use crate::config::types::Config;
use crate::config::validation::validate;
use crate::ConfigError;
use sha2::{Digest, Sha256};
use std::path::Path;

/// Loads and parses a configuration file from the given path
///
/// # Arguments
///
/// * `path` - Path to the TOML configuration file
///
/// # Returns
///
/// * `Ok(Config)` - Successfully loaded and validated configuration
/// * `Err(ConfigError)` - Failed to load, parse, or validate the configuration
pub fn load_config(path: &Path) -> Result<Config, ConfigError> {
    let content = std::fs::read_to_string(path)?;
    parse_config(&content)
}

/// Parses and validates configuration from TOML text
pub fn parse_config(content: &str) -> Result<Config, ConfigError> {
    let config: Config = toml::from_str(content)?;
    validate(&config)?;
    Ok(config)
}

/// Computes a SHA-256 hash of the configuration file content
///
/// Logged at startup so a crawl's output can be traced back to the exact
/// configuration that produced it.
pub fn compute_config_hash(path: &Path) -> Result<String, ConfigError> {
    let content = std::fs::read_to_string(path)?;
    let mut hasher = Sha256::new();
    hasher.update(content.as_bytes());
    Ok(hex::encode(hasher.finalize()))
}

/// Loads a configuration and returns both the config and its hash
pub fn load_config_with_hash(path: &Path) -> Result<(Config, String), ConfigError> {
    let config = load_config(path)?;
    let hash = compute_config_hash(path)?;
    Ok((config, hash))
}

■ ■ ■ ■ ■

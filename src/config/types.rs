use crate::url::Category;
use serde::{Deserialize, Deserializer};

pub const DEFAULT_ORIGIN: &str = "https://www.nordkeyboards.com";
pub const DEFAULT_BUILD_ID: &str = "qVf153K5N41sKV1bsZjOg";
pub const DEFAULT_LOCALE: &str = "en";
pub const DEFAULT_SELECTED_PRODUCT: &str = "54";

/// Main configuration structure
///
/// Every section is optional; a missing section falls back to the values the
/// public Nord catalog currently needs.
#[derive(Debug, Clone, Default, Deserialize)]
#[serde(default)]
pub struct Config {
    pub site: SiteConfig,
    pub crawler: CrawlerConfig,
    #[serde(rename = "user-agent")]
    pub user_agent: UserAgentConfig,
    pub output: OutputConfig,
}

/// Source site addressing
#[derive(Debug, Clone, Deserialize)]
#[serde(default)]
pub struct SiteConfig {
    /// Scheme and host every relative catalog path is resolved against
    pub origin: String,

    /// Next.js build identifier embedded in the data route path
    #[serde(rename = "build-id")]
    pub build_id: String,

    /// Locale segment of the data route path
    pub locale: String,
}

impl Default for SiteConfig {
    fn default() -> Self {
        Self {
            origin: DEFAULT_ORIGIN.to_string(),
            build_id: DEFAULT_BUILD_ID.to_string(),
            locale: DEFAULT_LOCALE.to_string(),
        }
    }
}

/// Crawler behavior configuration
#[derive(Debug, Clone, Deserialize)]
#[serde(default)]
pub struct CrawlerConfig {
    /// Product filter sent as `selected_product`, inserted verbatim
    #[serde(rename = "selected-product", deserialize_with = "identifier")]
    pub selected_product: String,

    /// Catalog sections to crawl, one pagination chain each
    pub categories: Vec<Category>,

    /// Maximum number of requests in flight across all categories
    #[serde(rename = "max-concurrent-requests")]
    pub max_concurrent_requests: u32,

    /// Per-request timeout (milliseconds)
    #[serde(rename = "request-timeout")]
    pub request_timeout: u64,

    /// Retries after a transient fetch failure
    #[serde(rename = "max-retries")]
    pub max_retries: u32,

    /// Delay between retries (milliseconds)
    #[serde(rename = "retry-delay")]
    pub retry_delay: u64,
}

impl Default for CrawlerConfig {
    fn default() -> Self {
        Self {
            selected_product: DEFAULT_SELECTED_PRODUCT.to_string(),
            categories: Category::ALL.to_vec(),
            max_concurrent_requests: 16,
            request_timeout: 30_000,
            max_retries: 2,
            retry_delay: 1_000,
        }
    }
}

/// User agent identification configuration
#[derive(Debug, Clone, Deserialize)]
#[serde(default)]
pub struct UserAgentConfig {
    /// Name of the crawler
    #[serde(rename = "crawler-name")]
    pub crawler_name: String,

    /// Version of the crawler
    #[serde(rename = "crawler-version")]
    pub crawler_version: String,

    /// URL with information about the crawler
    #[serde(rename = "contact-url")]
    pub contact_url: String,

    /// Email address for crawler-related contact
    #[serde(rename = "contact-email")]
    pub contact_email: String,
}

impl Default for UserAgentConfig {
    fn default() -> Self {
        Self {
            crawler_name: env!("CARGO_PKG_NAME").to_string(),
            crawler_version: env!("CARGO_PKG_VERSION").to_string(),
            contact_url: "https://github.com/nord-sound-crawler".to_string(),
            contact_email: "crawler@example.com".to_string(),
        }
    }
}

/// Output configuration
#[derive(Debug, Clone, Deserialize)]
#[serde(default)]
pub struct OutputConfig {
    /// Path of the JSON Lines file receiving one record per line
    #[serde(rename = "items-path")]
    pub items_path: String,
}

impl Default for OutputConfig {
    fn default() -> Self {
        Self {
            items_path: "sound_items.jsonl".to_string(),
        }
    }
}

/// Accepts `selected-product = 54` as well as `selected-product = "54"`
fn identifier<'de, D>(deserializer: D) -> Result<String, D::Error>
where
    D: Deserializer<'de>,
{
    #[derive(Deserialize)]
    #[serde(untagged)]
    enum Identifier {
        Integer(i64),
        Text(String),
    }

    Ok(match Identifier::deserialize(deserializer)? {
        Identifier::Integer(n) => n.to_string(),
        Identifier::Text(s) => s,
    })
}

■ ■ ■ ■ ■

### Goal of the exercise
If the string "OutputConfig" is in a line of the entries, pick that line out.

### Response
    pub output: OutputConfig,
pub struct OutputConfig {
impl Default for OutputConfig {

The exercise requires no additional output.